Data to process:
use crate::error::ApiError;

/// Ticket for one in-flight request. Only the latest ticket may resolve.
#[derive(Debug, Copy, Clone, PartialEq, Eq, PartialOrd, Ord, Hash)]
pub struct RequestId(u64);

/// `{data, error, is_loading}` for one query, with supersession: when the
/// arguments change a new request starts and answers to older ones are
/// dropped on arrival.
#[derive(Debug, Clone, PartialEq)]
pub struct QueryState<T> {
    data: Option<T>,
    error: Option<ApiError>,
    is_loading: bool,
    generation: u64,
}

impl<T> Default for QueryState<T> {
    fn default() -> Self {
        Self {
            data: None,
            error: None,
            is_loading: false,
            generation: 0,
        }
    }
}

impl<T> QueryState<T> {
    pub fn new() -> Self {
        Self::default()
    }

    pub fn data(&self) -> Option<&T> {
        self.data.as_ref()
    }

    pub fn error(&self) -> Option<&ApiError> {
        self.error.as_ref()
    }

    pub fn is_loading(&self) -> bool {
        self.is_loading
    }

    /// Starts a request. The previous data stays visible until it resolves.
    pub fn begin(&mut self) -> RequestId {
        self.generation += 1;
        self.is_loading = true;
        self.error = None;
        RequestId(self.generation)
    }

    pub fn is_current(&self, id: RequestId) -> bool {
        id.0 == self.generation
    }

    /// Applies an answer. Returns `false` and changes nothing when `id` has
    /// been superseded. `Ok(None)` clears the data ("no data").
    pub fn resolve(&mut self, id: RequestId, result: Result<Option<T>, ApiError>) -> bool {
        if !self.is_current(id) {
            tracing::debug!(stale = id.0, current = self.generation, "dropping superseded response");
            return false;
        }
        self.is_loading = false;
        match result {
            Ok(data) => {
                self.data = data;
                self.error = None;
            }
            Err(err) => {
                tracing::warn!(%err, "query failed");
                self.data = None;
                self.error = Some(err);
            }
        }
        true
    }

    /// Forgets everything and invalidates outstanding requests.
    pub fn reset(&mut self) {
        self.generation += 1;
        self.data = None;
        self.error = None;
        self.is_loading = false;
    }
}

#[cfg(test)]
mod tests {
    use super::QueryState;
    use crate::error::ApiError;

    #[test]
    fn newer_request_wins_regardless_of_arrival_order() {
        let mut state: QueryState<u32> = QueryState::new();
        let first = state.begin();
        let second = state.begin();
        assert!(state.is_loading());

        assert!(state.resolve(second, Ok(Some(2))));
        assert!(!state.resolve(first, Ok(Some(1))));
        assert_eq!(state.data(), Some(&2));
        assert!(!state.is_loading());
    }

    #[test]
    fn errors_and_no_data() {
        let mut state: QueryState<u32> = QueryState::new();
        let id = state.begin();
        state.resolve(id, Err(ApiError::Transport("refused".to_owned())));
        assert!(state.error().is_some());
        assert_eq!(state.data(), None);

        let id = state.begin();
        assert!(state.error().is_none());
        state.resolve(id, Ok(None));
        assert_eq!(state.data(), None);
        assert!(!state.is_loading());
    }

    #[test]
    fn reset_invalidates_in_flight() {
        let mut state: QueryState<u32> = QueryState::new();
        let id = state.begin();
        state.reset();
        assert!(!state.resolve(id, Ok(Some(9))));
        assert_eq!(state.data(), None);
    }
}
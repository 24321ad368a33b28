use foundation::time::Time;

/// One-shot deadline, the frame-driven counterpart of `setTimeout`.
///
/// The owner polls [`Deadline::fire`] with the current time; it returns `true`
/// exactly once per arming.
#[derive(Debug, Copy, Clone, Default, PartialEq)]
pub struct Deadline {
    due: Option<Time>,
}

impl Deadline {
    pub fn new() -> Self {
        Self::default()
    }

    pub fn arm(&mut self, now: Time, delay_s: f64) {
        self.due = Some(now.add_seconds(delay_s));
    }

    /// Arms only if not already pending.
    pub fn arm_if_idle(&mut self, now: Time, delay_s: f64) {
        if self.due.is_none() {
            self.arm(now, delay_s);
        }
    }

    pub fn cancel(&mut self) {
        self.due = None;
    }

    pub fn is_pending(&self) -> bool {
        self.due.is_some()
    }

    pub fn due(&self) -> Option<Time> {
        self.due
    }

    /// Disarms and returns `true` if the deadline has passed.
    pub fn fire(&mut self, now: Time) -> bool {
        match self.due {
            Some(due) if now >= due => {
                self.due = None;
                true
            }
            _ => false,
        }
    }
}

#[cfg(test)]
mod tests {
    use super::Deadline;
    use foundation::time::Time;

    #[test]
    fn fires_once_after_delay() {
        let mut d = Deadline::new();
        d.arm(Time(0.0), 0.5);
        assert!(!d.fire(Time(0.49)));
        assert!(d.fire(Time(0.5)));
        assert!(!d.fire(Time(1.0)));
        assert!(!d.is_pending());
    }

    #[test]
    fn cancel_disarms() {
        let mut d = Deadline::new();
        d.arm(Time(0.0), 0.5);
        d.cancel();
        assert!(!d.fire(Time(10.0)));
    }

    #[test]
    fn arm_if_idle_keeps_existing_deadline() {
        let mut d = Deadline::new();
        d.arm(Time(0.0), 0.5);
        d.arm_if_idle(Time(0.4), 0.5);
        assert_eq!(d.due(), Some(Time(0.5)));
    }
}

What to produce: Search the entries above for the word "RequestId" and count the lines that hold it. Reply with only that number.

The answer: 5